*RECORD EXCERPTS*.

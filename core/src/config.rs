//! # Cluster Configuration & Constants
//!
//! Every protocol constant lives here: timing, fan-out, TTL bounds, ports.
//! Nodes in a cluster are homogeneous — they must agree on the replication
//! factor and TTL bounds, or clients will see different clamping behavior
//! depending on which node they talk to.

use std::time::Duration;

use serde::{Deserialize, Serialize};

// ---------------------------------------------------------------------------
// Replication
// ---------------------------------------------------------------------------

/// Default number of replicas targeted per key. Quorum is derived from this:
/// `floor(RF/2) + 1`, so RF=3 means a write returns once 2 replicas
/// (including the originator) have acknowledged.
pub const DEFAULT_REPLICATION_FACTOR: usize = 3;

/// How long a write waits for quorum acknowledgements before giving up.
/// The local copy is retained on timeout — replicas can still catch up
/// through re-broadcast.
pub const DEFAULT_WRITE_TIMEOUT: Duration = Duration::from_secs(5);

// ---------------------------------------------------------------------------
// Gossip
// ---------------------------------------------------------------------------

/// Number of peers each broadcast contacts directly. Rebroadcast hops carry
/// the message to the rest of the cluster.
pub const GOSSIP_FANOUT: usize = 3;

/// Per-send transport timeout. The transport never retries; a slow peer is
/// indistinguishable from a dead one at this layer.
pub const TRANSPORT_SEND_TIMEOUT: Duration = Duration::from_secs(2);

/// Heartbeat period. Every tick, a HEARTBEAT goes to a random peer subset
/// and the peer table is swept for liveness.
pub const HEARTBEAT_INTERVAL: Duration = Duration::from_secs(5);

/// A peer silent for this many heartbeat periods is marked suspect.
pub const SUSPECT_AFTER_PERIODS: u32 = 3;

/// A peer silent for this many heartbeat periods is marked dead and removed
/// from the fan-out candidate set.
pub const DEAD_AFTER_PERIODS: u32 = 6;

/// Maximum number of message ids kept for loop suppression. Sized to roughly
/// 10x the expected operation count per propagation window; cache misses on
/// very old messages cost at worst one extra rebroadcast hop.
pub const SEEN_CACHE_CAPACITY: usize = 10_000;

/// Rebroadcast hop budget carried by each message. The seen-cache is the
/// primary termination mechanism; the hop budget bounds propagation even
/// under pathological topologies or cache misses.
pub const MAX_REBROADCAST_HOPS: u8 = 4;

// ---------------------------------------------------------------------------
// Store
// ---------------------------------------------------------------------------

/// Cadence of the background expiry sweeper. The sweeper is eventual
/// cleanup, not the source of truth — reads check expiry themselves.
pub const SWEEP_INTERVAL: Duration = Duration::from_secs(30);

/// Smallest TTL a client can request. Shorter requests are clamped up.
pub const DEFAULT_MIN_TTL: Duration = Duration::from_secs(60);

/// Largest TTL a client can request. Longer requests are clamped down.
pub const DEFAULT_MAX_TTL: Duration = Duration::from_secs(86_400);

/// TTL applied when a request does not specify one.
pub const DEFAULT_TTL: Duration = Duration::from_secs(3_600);

// ---------------------------------------------------------------------------
// Ports
// ---------------------------------------------------------------------------

/// Default port for inter-node gossip traffic.
pub const DEFAULT_GOSSIP_PORT: u16 = 9750;

/// Default port for the client-facing data API.
pub const DEFAULT_HTTP_PORT: u16 = 9751;

/// Default port for the Prometheus metrics endpoint.
pub const DEFAULT_METRICS_PORT: u16 = 9752;

// ---------------------------------------------------------------------------
// Node Configuration
// ---------------------------------------------------------------------------

/// Per-node runtime configuration.
///
/// Populated by the node binary from flags and `REPRAM_*` environment
/// variables. `node_id` is the only field without a usable default — it must
/// be unique within the cluster.
#[derive(Debug, Clone, Serialize, Deserialize)]
pub struct NodeConfig {
    /// Unique node identifier within the cluster.
    pub node_id: String,
    /// Host other nodes use to reach this one.
    pub address: String,
    /// Port for inter-node gossip traffic.
    pub gossip_port: u16,
    /// Port for the client-facing data API.
    pub http_port: u16,
    /// Target number of replicas per key.
    pub replication_factor: usize,
    /// Broadcast fan-out per gossip round.
    pub fanout: usize,
    /// How long a write waits for quorum before returning
    /// `InsufficientReplicas`.
    pub write_timeout: Duration,
    /// Heartbeat period for peer liveness.
    pub heartbeat_interval: Duration,
    /// Lower TTL clamp bound.
    pub min_ttl: Duration,
    /// Upper TTL clamp bound.
    pub max_ttl: Duration,
    /// TTL applied when the request omits one (clamped afterwards).
    pub default_ttl: Duration,
    /// Total value-byte capacity of the store. 0 means unlimited.
    pub max_store_bytes: u64,
    /// Shared HMAC key for gossip authentication. Empty string disables
    /// signing and verification (open mode).
    pub cluster_secret: String,
    /// Initial peers to contact on startup, as `host:port` gossip addresses.
    pub bootstrap_peers: Vec<String>,
}

impl Default for NodeConfig {
    fn default() -> Self {
        Self {
            node_id: String::new(),
            address: "127.0.0.1".to_string(),
            gossip_port: DEFAULT_GOSSIP_PORT,
            http_port: DEFAULT_HTTP_PORT,
            replication_factor: DEFAULT_REPLICATION_FACTOR,
            fanout: GOSSIP_FANOUT,
            write_timeout: DEFAULT_WRITE_TIMEOUT,
            heartbeat_interval: HEARTBEAT_INTERVAL,
            min_ttl: DEFAULT_MIN_TTL,
            max_ttl: DEFAULT_MAX_TTL,
            default_ttl: DEFAULT_TTL,
            max_store_bytes: 0,
            cluster_secret: String::new(),
            bootstrap_peers: Vec::new(),
        }
    }
}

impl NodeConfig {
    /// Minimal config for a named node. Used heavily in tests.
    pub fn for_node(node_id: impl Into<String>) -> Self {
        Self {
            node_id: node_id.into(),
            ..Self::default()
        }
    }

    /// Number of acknowledgements (including the local write) required for a
    /// Put to return success: `floor(RF/2) + 1`, never below 1.
    pub fn quorum(&self) -> usize {
        (self.replication_factor / 2 + 1).max(1)
    }

    /// The `host:port` address peers use for gossip traffic.
    pub fn gossip_addr(&self) -> String {
        format!("{}:{}", self.address, self.gossip_port)
    }

    /// Validates invariants that would otherwise surface as confusing
    /// runtime behavior.
    pub fn validate(&self) -> Result<(), ConfigError> {
        if self.node_id.is_empty() {
            return Err(ConfigError::MissingNodeId);
        }
        if self.replication_factor == 0 {
            return Err(ConfigError::InvalidReplicationFactor);
        }
        if self.min_ttl > self.max_ttl {
            return Err(ConfigError::InvalidTtlBounds {
                min: self.min_ttl,
                max: self.max_ttl,
            });
        }
        if self.fanout == 0 {
            return Err(ConfigError::InvalidFanout);
        }
        Ok(())
    }
}

/// Errors raised by [`NodeConfig::validate`].
#[derive(Debug, thiserror::Error)]
pub enum ConfigError {
    /// `node_id` must be set and unique within the cluster.
    #[error("node_id is required")]
    MissingNodeId,
    /// A replication factor of zero would make every write fail.
    #[error("replication_factor must be at least 1")]
    InvalidReplicationFactor,
    /// The TTL clamp range is empty.
    #[error("min_ttl ({min:?}) exceeds max_ttl ({max:?})")]
    InvalidTtlBounds {
        min: std::time::Duration,
        max: std::time::Duration,
    },
    /// A fan-out of zero would never contact any peer.
    #[error("fanout must be at least 1")]
    InvalidFanout,
}
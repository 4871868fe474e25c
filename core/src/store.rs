//! # In-Memory TTL Store
//!
//! The sole in-process owner of value bytes. Every entry carries an absolute
//! expiry instant; once that instant passes, reads behave as if the entry
//! does not exist regardless of whether the background sweeper has removed
//! it yet. The sweeper is eventual cleanup, never the source of truth.
//!
//! ## Isolation
//!
//! Bytes are copied on the way in and on the way out. Mutating a buffer you
//! passed to [`Store::put`], or one you got back from [`Store::get`], never
//! affects what the store holds.
//!
//! ## Capacity
//!
//! `total_bytes` tracks the exact sum of live entry sizes. With a non-zero
//! `max_bytes`, a write is rejected when the post-write total would exceed
//! the cap. Overwrites are charged only their size delta, so shrinking a key
//! always succeeds even on a full store.

use std::collections::HashMap;
use std::sync::atomic::{AtomicBool, Ordering};
use std::sync::Arc;
use std::time::{Duration, Instant, SystemTime};

use parking_lot::RwLock;
use tokio::sync::watch;
use tracing::{debug, trace};

use crate::clock::{Clock, SystemClock};

// ---------------------------------------------------------------------------
// Entry
// ---------------------------------------------------------------------------

/// A stored value and its lifetime bookkeeping. Never mutated in place:
/// overwrites replace the whole entry.
#[derive(Debug, Clone)]
struct Entry {
    data: Vec<u8>,
    created_at: SystemTime,
    original_ttl: Duration,
    expires_at: Instant,
    size: usize,
}

impl Entry {
    fn is_expired(&self, now: Instant) -> bool {
        now >= self.expires_at
    }

    fn remaining_ttl(&self, now: Instant) -> Duration {
        self.expires_at.saturating_duration_since(now)
    }
}

/// Metadata returned alongside the value by [`Store::get_with_metadata`].
/// The HTTP adapter maps these onto the `X-Created-At`, `X-Original-TTL`,
/// and `X-Remaining-TTL` response headers.
#[derive(Debug, Clone, PartialEq, Eq)]
pub struct EntryMetadata {
    /// Wall-clock write time on this replica.
    pub created_at: SystemTime,
    /// The TTL requested by the caller, after clamping.
    pub original_ttl: Duration,
    /// Time left until expiry, measured at the moment of the read.
    pub remaining_ttl: Duration,
}

/// Entry count and live byte total, as one consistent snapshot.
#[derive(Debug, Clone, Copy, PartialEq, Eq, serde::Serialize)]
pub struct StoreStats {
    /// Number of entries currently held (may include expired entries the
    /// sweeper has not yet removed — they are invisible to reads).
    pub entries: usize,
    /// Sum of held entry sizes in bytes.
    pub bytes: u64,
}

/// The store's only failure mode.
#[derive(Debug, Clone, PartialEq, Eq, thiserror::Error)]
pub enum StoreError {
    /// The write would push `total_bytes` past `max_bytes`.
    #[error("store capacity exceeded: {needed} bytes needed, {available} available")]
    CapacityExceeded {
        /// Size of the rejected value.
        needed: u64,
        /// Bytes that could still be written (accounting for any entry the
        /// write would have replaced).
        available: u64,
    },
}

// ---------------------------------------------------------------------------
// Store
// ---------------------------------------------------------------------------

struct Inner {
    entries: HashMap<String, Entry>,
    total_bytes: u64,
}

/// Concurrent in-memory key/value store with per-entry TTL.
///
/// Reads take a shared lock and proceed in parallel; writes are exclusive.
/// All operations are safe under parallel callers.
pub struct Store {
    inner: RwLock<Inner>,
    max_bytes: u64,
    clock: Arc<dyn Clock>,
    shutdown: watch::Sender<bool>,
    closed: AtomicBool,
}

impl Store {
    /// Creates a store with the given byte capacity (0 = unlimited), backed
    /// by the system clock.
    pub fn new(max_bytes: u64) -> Self {
        Self::with_clock(max_bytes, Arc::new(SystemClock))
    }

    /// Creates a store with an injected clock. Tests use this with
    /// [`crate::clock::ManualClock`] to exercise expiry without sleeping.
    pub fn with_clock(max_bytes: u64, clock: Arc<dyn Clock>) -> Self {
        let (shutdown, _) = watch::channel(false);
        Self {
            inner: RwLock::new(Inner {
                entries: HashMap::new(),
                total_bytes: 0,
            }),
            max_bytes,
            clock,
            shutdown,
            closed: AtomicBool::new(false),
        }
    }

    /// Inserts or overwrites `key`.
    ///
    /// The bytes are copied into owned storage; the caller's buffer can be
    /// reused freely afterwards. `created_at` is stamped from this store's
    /// clock and the TTL becomes an absolute expiry instant. An overwrite
    /// whose target has already expired is charged as a fresh insert — the
    /// dead entry's bytes are released before the cap check.
    pub fn put(&self, key: &str, data: &[u8], ttl: Duration) -> Result<(), StoreError> {
        let now = self.clock.now();
        let size = data.len() as u64;

        let mut inner = self.inner.write();
        let old_size = inner.entries.get(key).map(|e| e.size as u64).unwrap_or(0);
        let new_total = inner.total_bytes - old_size + size;

        if self.max_bytes > 0 && new_total > self.max_bytes {
            let available = self.max_bytes.saturating_sub(inner.total_bytes - old_size);
            return Err(StoreError::CapacityExceeded {
                needed: size,
                available,
            });
        }

        inner.entries.insert(
            key.to_string(),
            Entry {
                data: data.to_vec(),
                created_at: self.clock.wall_now(),
                original_ttl: ttl,
                expires_at: now + ttl,
                size: data.len(),
            },
        );
        inner.total_bytes = new_total;

        trace!(key, size, ttl_secs = ttl.as_secs(), "stored entry");
        Ok(())
    }

    /// Returns a copy of the value, or `None` if the key is absent or
    /// expired. Expired entries are invisible even before the sweeper runs.
    pub fn get(&self, key: &str) -> Option<Vec<u8>> {
        let now = self.clock.now();
        let inner = self.inner.read();
        inner
            .entries
            .get(key)
            .filter(|e| !e.is_expired(now))
            .map(|e| e.data.clone())
    }

    /// Like [`Store::get`], but also returns the entry's lifetime metadata.
    pub fn get_with_metadata(&self, key: &str) -> Option<(Vec<u8>, EntryMetadata)> {
        let now = self.clock.now();
        let inner = self.inner.read();
        inner.entries.get(key).filter(|e| !e.is_expired(now)).map(|e| {
            (
                e.data.clone(),
                EntryMetadata {
                    created_at: e.created_at,
                    original_ttl: e.original_ttl,
                    remaining_ttl: e.remaining_ttl(now),
                },
            )
        })
    }

    /// Snapshot of live keys, optionally filtered by prefix. Order is
    /// unspecified.
    pub fn scan(&self, prefix: Option<&str>) -> Vec<String> {
        let now = self.clock.now();
        let inner = self.inner.read();
        inner
            .entries
            .iter()
            .filter(|(_, e)| !e.is_expired(now))
            .filter(|(k, _)| prefix.map_or(true, |p| k.starts_with(p)))
            .map(|(k, _)| k.clone())
            .collect()
    }

    /// Visits every live entry as `(key, remaining_ttl_seconds)`. The
    /// visitor returning `false` stops the walk early; the return value says
    /// whether the walk completed. The read lock is held for the duration of
    /// the visit, so keep visitors cheap.
    pub fn range(&self, mut visit: impl FnMut(&str, u64) -> bool) -> bool {
        let now = self.clock.now();
        let inner = self.inner.read();
        for (key, entry) in &inner.entries {
            if entry.is_expired(now) {
                continue;
            }
            if !visit(key, entry.remaining_ttl(now).as_secs()) {
                return false;
            }
        }
        true
    }

    /// Current entry count and byte total.
    pub fn stats(&self) -> StoreStats {
        let inner = self.inner.read();
        StoreStats {
            entries: inner.entries.len(),
            bytes: inner.total_bytes,
        }
    }

    /// Removes expired entries and releases their bytes. Returns how many
    /// were removed. Called by the background sweeper; safe to call
    /// directly.
    pub fn sweep(&self) -> usize {
        let now = self.clock.now();
        let mut inner = self.inner.write();

        let expired: Vec<String> = inner
            .entries
            .iter()
            .filter(|(_, e)| e.is_expired(now))
            .map(|(k, _)| k.clone())
            .collect();

        for key in &expired {
            if let Some(entry) = inner.entries.remove(key) {
                inner.total_bytes -= entry.size as u64;
            }
        }

        if !expired.is_empty() {
            debug!(removed = expired.len(), "swept expired entries");
        }
        expired.len()
    }

    /// Spawns the background sweeper on the current tokio runtime. Runs
    /// until [`Store::close`] is called.
    pub fn start_sweeper(self: &Arc<Self>, interval: Duration) {
        let store = Arc::clone(self);
        let mut shutdown = self.shutdown.subscribe();
        tokio::spawn(async move {
            let mut ticker = tokio::time::interval(interval);
            loop {
                tokio::select! {
                    _ = ticker.tick() => {
                        store.sweep();
                    }
                    _ = shutdown.changed() => {
                        debug!("store sweeper stopped");
                        break;
                    }
                }
            }
        });
    }

    /// Stops the background sweeper. Idempotent; operations after close are
    /// permitted but the store no longer cleans up after itself.
    pub fn close(&self) {
        if !self.closed.swap(true, Ordering::SeqCst) {
            let _ = self.shutdown.send(true);
        }
    }
}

*PROBLEM*.
Out of the listing above, reproduce exactly the lines from the one with "writes are exclusive." up to and including the one with "pub fn put(&self, key: &str, data: &[u8], ttl: Duration)".

*SOLUTION FOR THIS TASK*.
/// Reads take a shared lock and proceed in parallel; writes are exclusive.
/// All operations are safe under parallel callers.
pub struct Store {
    inner: RwLock<Inner>,
    max_bytes: u64,
    clock: Arc<dyn Clock>,
    shutdown: watch::Sender<bool>,
    closed: AtomicBool,
}

impl Store {
    /// Creates a store with the given byte capacity (0 = unlimited), backed
    /// by the system clock.
    pub fn new(max_bytes: u64) -> Self {
        Self::with_clock(max_bytes, Arc::new(SystemClock))
    }

    /// Creates a store with an injected clock. Tests use this with
    /// [`crate::clock::ManualClock`] to exercise expiry without sleeping.
    pub fn with_clock(max_bytes: u64, clock: Arc<dyn Clock>) -> Self {
        let (shutdown, _) = watch::channel(false);
        Self {
            inner: RwLock::new(Inner {
                entries: HashMap::new(),
                total_bytes: 0,
            }),
            max_bytes,
            clock,
            shutdown,
            closed: AtomicBool::new(false),
        }
    }

    /// Inserts or overwrites `key`.
    ///
    /// The bytes are copied into owned storage; the caller's buffer can be
    /// reused freely afterwards. `created_at` is stamped from this store's
    /// clock and the TTL becomes an absolute expiry instant. An overwrite
    /// whose target has already expired is charged as a fresh insert — the
    /// dead entry's bytes are released before the cap check.
    pub fn put(&self, key: &str, data: &[u8], ttl: Duration) -> Result<(), StoreError> {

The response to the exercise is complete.